You specialize in teaching leadership. Can you tell us how leadership skills are important to project management?

Leadership skills are essential to project management in two important ways. First, in conceptualizing a project and its execution requires the ability to have vision and to understand both how systems work and how individuals within those systems make them work. The ability to conceptualize that represents a leadership skill associated with vision that is very important. Secondly, the management or execution of a project requires the capacity to be flexible, make judgements, and certainly work toward maximizing the performance of others. Clearly just having a project plan isn’t enough. The human factor associated with higher levels of performance or other variables are significantly impacted by a leader’s ability to get the most out of others and to maximize the potential for performance.

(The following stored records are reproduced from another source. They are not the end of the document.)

use std::process::ExitCode;
use std::sync::Arc;

use sighting_extractor::config::{AppConfig, ConfigError};
use sighting_extractor::extract::{Extractor, ExtractorConfig};
use sighting_extractor::ingest::{JsonLinesSink, SinkError};
use sighting_extractor::reference::{ReferenceData, ReferenceDataError};
use sighting_extractor::web::{AppState, create_router};
use tracing::{error, info};
use tracing_subscriber::EnvFilter;

/// Anything that stops the server from starting.
#[derive(Debug, thiserror::Error)]
enum StartupError {
    #[error(transparent)]
    Config(#[from] ConfigError),

    #[error(transparent)]
    ReferenceData(#[from] ReferenceDataError),

    #[error(transparent)]
    Sink(#[from] SinkError),

    #[error("server error: {0}")]
    Io(#[from] std::io::Error),
}

#[tokio::main]
async fn main() -> ExitCode {
    tracing_subscriber::fmt()
        .with_env_filter(
            EnvFilter::try_from_default_env().unwrap_or_else(|_| EnvFilter::new("info")),
        )
        .init();

    match run().await {
        Ok(()) => ExitCode::SUCCESS,
        Err(e) => {
            error!("{e}");
            ExitCode::FAILURE
        }
    }
}

async fn run() -> Result<(), StartupError> {
    let config = AppConfig::from_env()?;

    let extractor_config = match &config.extractor_config_path {
        Some(path) => ExtractorConfig::load(path)?,
        None => ExtractorConfig::default(),
    };

    // Load reference data once; it is read-only from here on.
    let reference = ReferenceData::load(&config.reference_data_path)?;
    info!(
        lines = reference.line_count(),
        stations = reference.station_count(),
        path = %config.reference_data_path.display(),
        "loaded reference data"
    );

    let extractor = Extractor::new(Arc::new(reference), extractor_config);
    let sink = JsonLinesSink::open(&config.reports_path)?;
    info!(path = %sink.path().display(), "storing reports");

    let state = AppState::new(extractor, Arc::new(sink));
    let app = create_router(state);

    let listener = tokio::net::TcpListener::bind(config.bind_addr).await?;
    info!("sighting extractor listening on http://{}", config.bind_addr);
    info!("  GET  /health    - Health check");
    info!("  POST /extract   - Extract without storing");
    info!("  POST /messages  - Extract and store a chat message");

    axum::serve(listener, app)
        .with_graceful_shutdown(shutdown_signal())
        .await?;

    info!("shut down");
    Ok(())
}

async fn shutdown_signal() {
    if let Err(e) = tokio::signal::ctrl_c().await {
        error!("failed to listen for shutdown signal: {e}");
    }
}
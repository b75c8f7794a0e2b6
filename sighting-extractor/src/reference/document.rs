//! Serialized form of the reference network.

use indexmap::IndexMap;
use serde::{Deserialize, Serialize};

/// Top-level reference document.
///
/// Both maps keep document order, which decides ties between otherwise
/// equal matches.
#[derive(Debug, Clone, Default, Serialize, Deserialize)]
pub struct ReferenceDocument {
    /// Line code → line entry.
    pub lines: IndexMap<String, LineEntry>,
    /// Canonical station name → station entry.
    pub stations: IndexMap<String, StationEntry>,
}

/// A line as written in the reference document.
#[derive(Debug, Clone, Default, Serialize, Deserialize)]
pub struct LineEntry {
    #[serde(default)]
    pub aliases: Vec<String>,
    /// Stops in physical order.
    pub stations: Vec<String>,
}

/// A station as written in the reference document.
#[derive(Debug, Clone, Default, Serialize, Deserialize)]
pub struct StationEntry {
    #[serde(default)]
    pub aliases: Vec<String>,
    /// Lines declared explicitly, in addition to those whose stop list
    /// contains this station.
    #[serde(default)]
    pub lines: Vec<String>,
}
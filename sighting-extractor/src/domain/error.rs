//! Domain error types.

/// Error returned when parsing an invalid line or station identifier.
#[derive(Debug, Clone, PartialEq, Eq, thiserror::Error)]
#[error("invalid {kind} identifier: {reason}")]
pub struct InvalidIdentifier {
    kind: &'static str,
    reason: &'static str,
}

impl InvalidIdentifier {
    pub(crate) fn new(kind: &'static str, reason: &'static str) -> Self {
        Self { kind, reason }
    }
}
//! Text normalization and the noise guard.
//!
//! Normalized text is lowercase, has diacritics folded to their base
//! letters, and consists of alphanumeric tokens separated by single
//! spaces. All alias matching happens on this form, so reference aliases
//! are run through [`normalize`] as well.

use super::config::ExtractorConfig;

/// Normalize raw message text for keyword search.
///
/// # Examples
///
/// ```
/// use sighting_extractor::extract::normalize;
///
/// assert_eq!(normalize("  U8 -> Hermannstraße!! "), "u8 hermannstrasse");
/// assert_eq!(normalize("Schönleinstr."), "schonleinstr");
/// assert_eq!(normalize("???"), "");
/// ```
pub fn normalize(text: &str) -> String {
    let mut out = String::with_capacity(text.len());
    // Pending separator, emitted lazily so runs of punctuation collapse.
    let mut gap = false;

    for c in text.chars().flat_map(char::to_lowercase) {
        if is_combining_mark(c) {
            // Decomposed input: the base letter was already pushed.
            continue;
        }
        if let Some(folded) = fold(c) {
            push_token_chars(&mut out, &mut gap, folded);
        } else if c.is_alphanumeric() {
            let mut buf = [0u8; 4];
            push_token_chars(&mut out, &mut gap, c.encode_utf8(&mut buf));
        } else {
            gap = true;
        }
    }

    out
}

fn push_token_chars(out: &mut String, gap: &mut bool, chars: &str) {
    if *gap && !out.is_empty() {
        out.push(' ');
    }
    *gap = false;
    out.push_str(chars);
}

/// Map a lowercase letter carrying a diacritic to its plain spelling.
fn fold(c: char) -> Option<&'static str> {
    let folded = match c {
        'ä' | 'à' | 'á' | 'â' | 'ã' | 'å' => "a",
        'ö' | 'ò' | 'ó' | 'ô' | 'õ' | 'ø' => "o",
        'ü' | 'ù' | 'ú' | 'û' => "u",
        'é' | 'è' | 'ê' | 'ë' => "e",
        'í' | 'ì' | 'î' | 'ï' => "i",
        'ç' => "c",
        'ñ' => "n",
        'ß' => "ss",
        'æ' => "ae",
        'œ' => "oe",
        _ => return None,
    };
    Some(folded)
}

/// Combining diacritical marks, as found in decomposed (NFD) text.
fn is_combining_mark(c: char) -> bool {
    matches!(
        c,
        '\u{0300}'..='\u{036F}'
            | '\u{1AB0}'..='\u{1AFF}'
            | '\u{1DC0}'..='\u{1DFF}'
            | '\u{20D0}'..='\u{20FF}'
            | '\u{FE20}'..='\u{FE2F}'
    )
}

/// Whether a message should skip extraction entirely.
///
/// Questions ("is anyone checking on the U8?") and promotional text
/// almost never describe a sighting, and scanning them produces false
/// positives.
pub fn is_noise(raw: &str, config: &ExtractorConfig) -> bool {
    if raw.contains('?') {
        return true;
    }

    let lowered = raw.to_lowercase();
    config
        .spam_phrases
        .iter()
        .map(|phrase| phrase.trim().to_lowercase())
        .filter(|phrase| !phrase.is_empty())
        .any(|phrase| lowered.contains(&phrase))
}

/// Byte offsets of every occurrence of `needle` in normalized `text`
/// that starts and ends on a token boundary.
///
/// Overlapping occurrences are all reported.
pub(crate) fn token_matches<'a>(text: &'a str, needle: &'a str) -> impl Iterator<Item = usize> + 'a {
    let mut from = 0;
    std::iter::from_fn(move || {
        if needle.is_empty() {
            return None;
        }
        while from <= text.len() {
            let found = from + text.get(from..)?.find(needle)?;
            // Resume after the first character of this hit.
            from = found + text[found..].chars().next().map_or(1, char::len_utf8);
            if is_token_match(text, found, needle.len()) {
                return Some(found);
            }
        }
        None
    })
}

/// Whether `text[start..start + len]` is bounded by spaces or the text edges.
pub(crate) fn is_token_match(text: &str, start: usize, len: usize) -> bool {
    let end = start + len;
    let bytes = text.as_bytes();
    let starts_clean = start == 0 || bytes.get(start - 1) == Some(&b' ');
    let ends_clean = end == text.len() || bytes.get(end) == Some(&b' ');
    starts_clean && ends_clean && end <= text.len()
}


#[cfg(test)]
mod proptests {
    use super::*;
    use proptest::prelude::*;

    proptest! {
        /// Normalizing twice changes nothing
        #[test]
        fn idempotent(s in "\\PC{0,60}") {
            let once = normalize(&s);
            prop_assert_eq!(normalize(&once), once);
        }

        /// Output has no leading, trailing or doubled spaces
        #[test]
        fn whitespace_is_collapsed(s in "\\PC{0,60}") {
            let out = normalize(&s);
            prop_assert!(!out.starts_with(' '));
            prop_assert!(!out.ends_with(' '));
            prop_assert!(!out.contains("  "));
        }

        /// Combining marks after each letter normalize like the bare letters
        #[test]
        fn decomposed_matches_plain(s in "[a-zA-Z ]{0,30}", mark in 0x0300u32..=0x036F) {
            let mark = char::from_u32(mark).unwrap();
            let decomposed: String = s
                .chars()
                .flat_map(|c| if c.is_alphabetic() { vec![c, mark] } else { vec![c] })
                .collect();
            prop_assert_eq!(normalize(&decomposed), normalize(&s));
        }

        /// Any text with a question mark is noise
        #[test]
        fn question_marks_always_noise(prefix in "\\PC{0,30}", suffix in "\\PC{0,30}") {
            let text = format!("{prefix}?{suffix}");
            prop_assert!(is_noise(&text, &ExtractorConfig::default()));
        }
    }
}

How do project managers use leadership? Could you provide some examples in when leadership is important on projects?

In many cases project managers may have to make either a minor or significant adaptation either to the plan itself or with respect to how participants are going to approach these specific challenges. A project manager who lacks leadership may simply seek to execute the plan exactly as it is written and/or may not take into account these essential differences in plan execution based on performance. Good leaders, however, execute their projects with these subtle demarcations in mind.

If leadership skills are so important for project managers, why do you think so many companies overlook them when assigning a person to lead a project?

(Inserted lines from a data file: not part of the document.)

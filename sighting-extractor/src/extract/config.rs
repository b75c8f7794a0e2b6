//! Locale configuration for the extraction engine.

use std::path::Path;

use serde::{Deserialize, Serialize};

use crate::config::ConfigError;

/// Keywords and thresholds used by the finders.
///
/// Defaults cover the German and English phrasing seen in Berlin chat
/// groups. A JSON file can override any subset of the fields.
#[derive(Debug, Clone, PartialEq, Eq, Serialize, Deserialize)]
#[serde(default)]
pub struct ExtractorConfig {
    /// Words announcing the station a train is heading to.
    pub direction_keywords: Vec<String>,

    /// Case-insensitive substrings marking promotional or off-topic text.
    pub spam_phrases: Vec<String>,

    /// Most filler tokens allowed between a direction keyword and the
    /// station (e.g. the `s u` in "richtung S+U Hermannstraße").
    pub direction_window: usize,

    /// Tokens that may be skipped inside that window. Any other token
    /// ends the search for that keyword.
    pub direction_fillers: Vec<String>,
}

impl ExtractorConfig {
    /// Create a configuration with the given parameters.
    pub fn new(
        direction_keywords: Vec<String>,
        spam_phrases: Vec<String>,
        direction_window: usize,
        direction_fillers: Vec<String>,
    ) -> Self {
        Self {
            direction_keywords,
            spam_phrases,
            direction_window,
            direction_fillers,
        }
    }

    pub fn with_direction_keywords(mut self, keywords: Vec<String>) -> Self {
        self.direction_keywords = keywords;
        self
    }

    pub fn with_spam_phrases(mut self, phrases: Vec<String>) -> Self {
        self.spam_phrases = phrases;
        self
    }

    pub fn with_direction_window(mut self, window: usize) -> Self {
        self.direction_window = window;
        self
    }

    pub fn with_direction_fillers(mut self, fillers: Vec<String>) -> Self {
        self.direction_fillers = fillers;
        self
    }

    /// Parse an override document. Missing fields keep their defaults.
    pub fn from_json_str(json: &str) -> Result<Self, ConfigError> {
        Ok(serde_json::from_str(json)?)
    }

    /// Read an override document from disk.
    pub fn load(path: impl AsRef<Path>) -> Result<Self, ConfigError> {
        let path = path.as_ref();
        let contents = std::fs::read_to_string(path).map_err(|source| ConfigError::Io {
            path: path.to_path_buf(),
            source,
        })?;
        Self::from_json_str(&contents)
    }
}

impl Default for ExtractorConfig {
    fn default() -> Self {
        let strings = |items: &[&str]| -> Vec<String> {
            items.iter().map(|s| (*s).to_string()).collect()
        };
        Self {
            direction_keywords: strings(&[
                "richtung",
                "in richtung",
                "ri",
                "nach",
                "toward",
                "towards",
                "direction",
                "to",
            ]),
            spam_phrases: strings(&[
                "http://",
                "https://",
                "www.",
                "t.me/",
                "gewinnspiel",
                "giveaway",
                "verkaufe",
                "rabatt",
                "bitcoin",
                "krypto",
                "crypto",
            ]),
            direction_window: 2,
            direction_fillers: strings(&[
                "s", "u", "zur", "zum", "der", "die", "dem", "den", "the", "bhf",
            ]),
        }
    }
}
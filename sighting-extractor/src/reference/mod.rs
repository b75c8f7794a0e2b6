//! Reference network: lines, their stops, and station aliases.
//!
//! Loaded once at startup from a JSON document and never mutated
//! afterwards. Share it as `Arc<ReferenceData>`; every finder takes it by
//! reference, so concurrent extraction needs no locking.

mod document;
mod error;
mod index;

use std::collections::{BTreeSet, HashMap};
use std::path::Path;

use tracing::debug;

use crate::domain::{Line, LineId, Station, StationId};

pub use document::{LineEntry, ReferenceDocument, StationEntry};
pub use error::ReferenceDataError;
pub use index::{LinePattern, StationAlias};

/// Validated, indexed reference network.
#[derive(Debug, Clone)]
pub struct ReferenceData {
    lines: Vec<Line>,
    stations: Vec<Station>,
    line_index: HashMap<LineId, usize>,
    station_index: HashMap<StationId, usize>,
    station_aliases: Vec<StationAlias>,
    line_patterns: Vec<LinePattern>,
}

impl ReferenceData {
    /// Read and validate a reference document from disk.
    pub fn load(path: impl AsRef<Path>) -> Result<Self, ReferenceDataError> {
        let path = path.as_ref();
        let contents =
            std::fs::read_to_string(path).map_err(|source| ReferenceDataError::Io {
                path: path.to_path_buf(),
                source,
            })?;
        Self::from_json_str(&contents)
    }

    /// Parse and validate a reference document.
    pub fn from_json_str(json: &str) -> Result<Self, ReferenceDataError> {
        let document: ReferenceDocument = serde_json::from_str(json)?;
        Self::from_document(document)
    }

    /// Start building reference data in code.
    pub fn builder() -> ReferenceDataBuilder {
        ReferenceDataBuilder::default()
    }

    /// Validate a parsed document and build the lookup indexes.
    pub fn from_document(document: ReferenceDocument) -> Result<Self, ReferenceDataError> {
        let mut lines = Vec::with_capacity(document.lines.len());
        let mut line_index = HashMap::new();

        for (code, entry) in &document.lines {
            let id = LineId::parse(code)?;
            if line_index.contains_key(&id) {
                return Err(ReferenceDataError::DuplicateLine(id));
            }
            if entry.stations.is_empty() {
                return Err(ReferenceDataError::EmptyLine(id));
            }
            let stops = entry
                .stations
                .iter()
                .map(|s| StationId::parse(s))
                .collect::<Result<Vec<_>, _>>()?;

            line_index.insert(id.clone(), lines.len());
            let mut line = Line::new(id, stops);
            line.aliases = entry.aliases.clone();
            lines.push(line);
        }

        let mut stations = Vec::with_capacity(document.stations.len());
        let mut station_index = HashMap::new();

        for (name, entry) in &document.stations {
            let id = StationId::parse(name)?;
            if station_index.contains_key(&id) {
                return Err(ReferenceDataError::DuplicateStation(id));
            }

            let mut declared = BTreeSet::new();
            for code in &entry.lines {
                let line = LineId::parse(code)
                    .ok()
                    .filter(|l| line_index.contains_key(l))
                    .ok_or_else(|| ReferenceDataError::UndefinedLine {
                        station: id.clone(),
                        line: code.clone(),
                    })?;
                declared.insert(line);
            }

            station_index.insert(id.clone(), stations.len());
            let mut station = Station::new(id);
            station.aliases = entry.aliases.clone();
            station.lines = declared;
            stations.push(station);
        }

        for line in &lines {
            for stop in &line.stations {
                let idx = station_index.get(stop).copied().ok_or_else(|| {
                    ReferenceDataError::UndefinedStation {
                        line: line.id.clone(),
                        station: stop.to_string(),
                    }
                })?;
                stations[idx].lines.insert(line.id.clone());
            }
        }

        let station_aliases = index::build_station_aliases(&stations);
        let line_patterns = index::build_line_patterns(&lines)?;

        debug!(
            lines = lines.len(),
            stations = stations.len(),
            aliases = station_aliases.len(),
            "reference data indexed"
        );

        Ok(Self {
            lines,
            stations,
            line_index,
            station_index,
            station_aliases,
            line_patterns,
        })
    }

    /// Look up a line by code.
    pub fn line(&self, id: &LineId) -> Option<&Line> {
        self.line_index.get(id).map(|&idx| &self.lines[idx])
    }

    /// Look up a station by canonical name.
    pub fn station(&self, id: &StationId) -> Option<&Station> {
        self.station_index.get(id).map(|&idx| &self.stations[idx])
    }

    /// Lines in document order.
    pub fn lines(&self) -> &[Line] {
        &self.lines
    }

    /// Stations in document order.
    pub fn stations(&self) -> &[Station] {
        &self.stations
    }

    /// Normalized station aliases, longest first.
    pub fn station_aliases(&self) -> &[StationAlias] {
        &self.station_aliases
    }

    /// Compiled line matchers, one per line in document order.
    pub fn line_patterns(&self) -> &[LinePattern] {
        &self.line_patterns
    }

    pub fn line_count(&self) -> usize {
        self.lines.len()
    }

    pub fn station_count(&self) -> usize {
        self.stations.len()
    }

    /// Whether `line` calls at `station`. Unknown ids are never on a line.
    pub fn is_on_line(&self, station: &StationId, line: &LineId) -> bool {
        self.station(station).is_some_and(|s| s.serves(line))
    }
}

/// Builds [`ReferenceData`] in code, mainly for tests and embedders.
///
/// Stations named in a stop list are defined implicitly; call
/// [`station`](Self::station) to give them aliases.
///
/// # Example
///
/// ```
/// use sighting_extractor::reference::ReferenceData;
///
/// let data = ReferenceData::builder()
///     .line("U8", &["Boddinstraße", "Leinestraße", "Hermannstraße"])
///     .station("Hermannstraße", &["hermannstr"])
///     .build()
///     .unwrap();
///
/// assert_eq!(data.line_count(), 1);
/// assert_eq!(data.station_count(), 3);
/// ```
#[derive(Debug, Default)]
pub struct ReferenceDataBuilder {
    document: ReferenceDocument,
}

impl ReferenceDataBuilder {
    /// Add a line with its stops in order.
    pub fn line(mut self, code: &str, stations: &[&str]) -> Self {
        for name in stations {
            self.document
                .stations
                .entry((*name).to_string())
                .or_default();
        }
        let entry = self.document.lines.entry(code.to_string()).or_default();
        entry.stations = stations.iter().map(|s| (*s).to_string()).collect();
        self
    }

    /// Add textual variants for a line.
    pub fn line_aliases(mut self, code: &str, aliases: &[&str]) -> Self {
        let entry = self.document.lines.entry(code.to_string()).or_default();
        entry
            .aliases
            .extend(aliases.iter().map(|a| (*a).to_string()));
        self
    }

    /// Define a station (or add aliases to an existing one).
    pub fn station(mut self, name: &str, aliases: &[&str]) -> Self {
        let entry = self
            .document
            .stations
            .entry(name.to_string())
            .or_default();
        entry
            .aliases
            .extend(aliases.iter().map(|a| (*a).to_string()));
        self
    }

    /// Declare that `line` serves `station` without adding it to the stop list.
    pub fn station_line(mut self, name: &str, line: &str) -> Self {
        let entry = self
            .document
            .stations
            .entry(name.to_string())
            .or_default();
        entry.lines.push(line.to_string());
        self
    }

    /// Validate and index.
    pub fn build(self) -> Result<ReferenceData, ReferenceDataError> {
        ReferenceData::from_document(self.document)
    }
}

We sometimes feel more comfortable talking about project management over leadership because of the fact that it is more tangible. In general, human beings are more comfortable with things they can actually see, feel, and specifically relate to. It is easier, for example, to examine the relative sanity of organizational charts and job descriptions rather than dealing with the leadership skills that are required to make them effective.

Books authored by Dr. Casey Reason

You have written and conducted extensively on the topic of leadership, where do you see the project management profession going in the next 5 years?

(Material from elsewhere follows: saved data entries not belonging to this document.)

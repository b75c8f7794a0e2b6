//! Inspector sighting extraction.
//!
//! Reads free-text chat reports of ticket inspectors and extracts the
//! transit line, station and direction they mention, cross-checked
//! against a reference network before the result is stored.

pub mod config;
pub mod domain;
pub mod extract;
pub mod ingest;
pub mod reference;
pub mod web;
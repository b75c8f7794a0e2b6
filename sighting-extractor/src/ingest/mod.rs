//! Message handling between the chat transport and storage.
//!
//! For each inbound message: round the timestamp down to the minute, run
//! the extractor, and hand a found report to the sink. Logs record which
//! fields were found but never their values, so a sender cannot be traced
//! through the logs.

mod sink;

use std::sync::Arc;

use chrono::{DateTime, Timelike, Utc};
use tracing::info;

use crate::domain::{Extraction, SightingReport};
use crate::extract::Extractor;

pub use sink::{JsonLinesSink, MemorySink, ReportSink, SightingRecord, SinkError};

/// Clear seconds and sub-second precision.
pub fn round_to_minute(at: DateTime<Utc>) -> DateTime<Utc> {
    at.with_second(0)
        .and_then(|t| t.with_nanosecond(0))
        .unwrap_or(at)
}

/// What happened to a message.
#[derive(Debug, Clone, PartialEq, Eq)]
pub enum Outcome {
    /// A report was extracted and written to the sink.
    Stored {
        at: DateTime<Utc>,
        report: SightingReport,
    },
    /// Nothing usable was found; the sink was not called.
    Discarded,
}

/// Runs extraction and storage for inbound messages.
#[derive(Clone)]
pub struct MessageHandler {
    extractor: Arc<Extractor>,
    sink: Arc<dyn ReportSink>,
}

impl MessageHandler {
    pub fn new(extractor: Arc<Extractor>, sink: Arc<dyn ReportSink>) -> Self {
        Self { extractor, sink }
    }

    pub fn extractor(&self) -> &Extractor {
        &self.extractor
    }

    /// Process one message received at `timestamp`.
    pub fn handle(&self, timestamp: DateTime<Utc>, text: &str) -> Result<Outcome, SinkError> {
        let at = round_to_minute(timestamp);

        match self.extractor.extract(text) {
            Extraction::Found(report) => {
                info!(found = %report.found_fields().join(", "), "found info");
                self.sink.insert(at, &report)?;
                Ok(Outcome::Stored { at, report })
            }
            Extraction::NoInformation => {
                info!("no line, station or direction found in the message");
                Ok(Outcome::Discarded)
            }
        }
    }
}
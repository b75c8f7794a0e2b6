//! Extraction engine.
//!
//! Turns one free-text message into a [`SightingReport`] by running the
//! finders in a fixed order:
//!
//! 1. noise guard (questions, spam) short-circuits everything
//! 2. line finder on the normalized text
//! 3. direction finder, which masks the matched phrase
//! 4. station finder on the masked text, preferring stations on the line
//! 5. cross verification, only if something was found
//!
//! The order matters: the station finder must not see the direction
//! phrase, and it needs the line to disambiguate.

mod config;
mod direction;
mod line;
mod masked;
mod normalize;
mod station;
mod verify;

#[cfg(test)]
pub(crate) mod fixtures;

use std::sync::Arc;

use tracing::debug;

use crate::domain::{Extraction, SightingReport};
use crate::reference::ReferenceData;

pub use config::ExtractorConfig;
pub use direction::{DirectionFinder, DirectionMatch};
pub use line::{LineMention, find_line, find_line_mention};
pub use masked::MaskedText;
pub use normalize::{is_noise, normalize};
pub use station::{StationCandidate, find_station, station_candidates};
pub use verify::{Verification, verify};

/// Stateless extractor over shared reference data.
///
/// Cheap to share across threads; `extract` takes `&self` and touches no
/// mutable state.
#[derive(Debug, Clone)]
pub struct Extractor {
    reference: Arc<ReferenceData>,
    config: ExtractorConfig,
    direction: DirectionFinder,
}

impl Extractor {
    pub fn new(reference: Arc<ReferenceData>, config: ExtractorConfig) -> Self {
        let direction = DirectionFinder::new(&config);
        Self {
            reference,
            config,
            direction,
        }
    }

    pub fn reference(&self) -> &ReferenceData {
        &self.reference
    }

    pub fn config(&self) -> &ExtractorConfig {
        &self.config
    }

    /// Extract a sighting from raw message text.
    ///
    /// Never fails: anything unusable yields [`Extraction::NoInformation`].
    pub fn extract(&self, raw: &str) -> Extraction {
        if is_noise(raw, &self.config) {
            debug!("message skipped by noise guard");
            return Extraction::NoInformation;
        }

        let normalized = normalize(raw);
        if normalized.is_empty() {
            return Extraction::NoInformation;
        }

        let mut report = SightingReport::empty();
        report.line = find_line(&normalized, &self.reference);

        let text = MaskedText::new(normalized);
        let (direction, residual) = self.direction.find(&text, &self.reference);
        report.direction = direction;

        report.station = find_station(&residual, &report, &self.reference);

        if report.is_empty() {
            return Extraction::NoInformation;
        }

        let verification = verify(&mut report, &self.reference);
        if verification.changed() {
            debug!(
                line_corrected = verification.line_corrected,
                line_cleared = verification.line_cleared,
                direction_cleared = verification.direction_cleared,
                "report adjusted by verification"
            );
        }

        Extraction::from_report(report)
    }
}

In my newest book I talk about collaborative teams and the use of technology in virtual connectivity to shape progress and goal attainment. Without question, in the next five years more of our project are going to be executed using these technologies and this ability to connect and communicate will continue to shape the work of leaders and project managers. In the future, leaders will have to become increasingly adroit at managing large projects at a distance wherein most or all of the participants have never met each other and in some cases haven’t even spoken to one another in synchronous conversation. Getting conformable with asynchronous communication and making sense of those communications will pay significant dividends in the future.

Can a person without a traditional project management background or with a lack of leadership skills get into the profession? Can you provide some guidance?

The simple answer is no. You simply cannot do a competent job in project management without some project management experience and training. You also need some leadership experience as well. This doesn’t mean, however, that you necessarily have to have a degree or credential in these areas to be effective. As is the case with almost any learning objective, salient outcomes can be achieved when people roll up their sleeves and work hard. Indeed there will continue to be opportunities for competent project managers who come to the position with perhaps far less experience in training than others. Their work, however, will be made more difficult and in some cases they will certainly have to go back and redouble their efforts to learn those things that they were lacking in the first place. Training is required. There are obviously allowances and flexibility in how we get that training.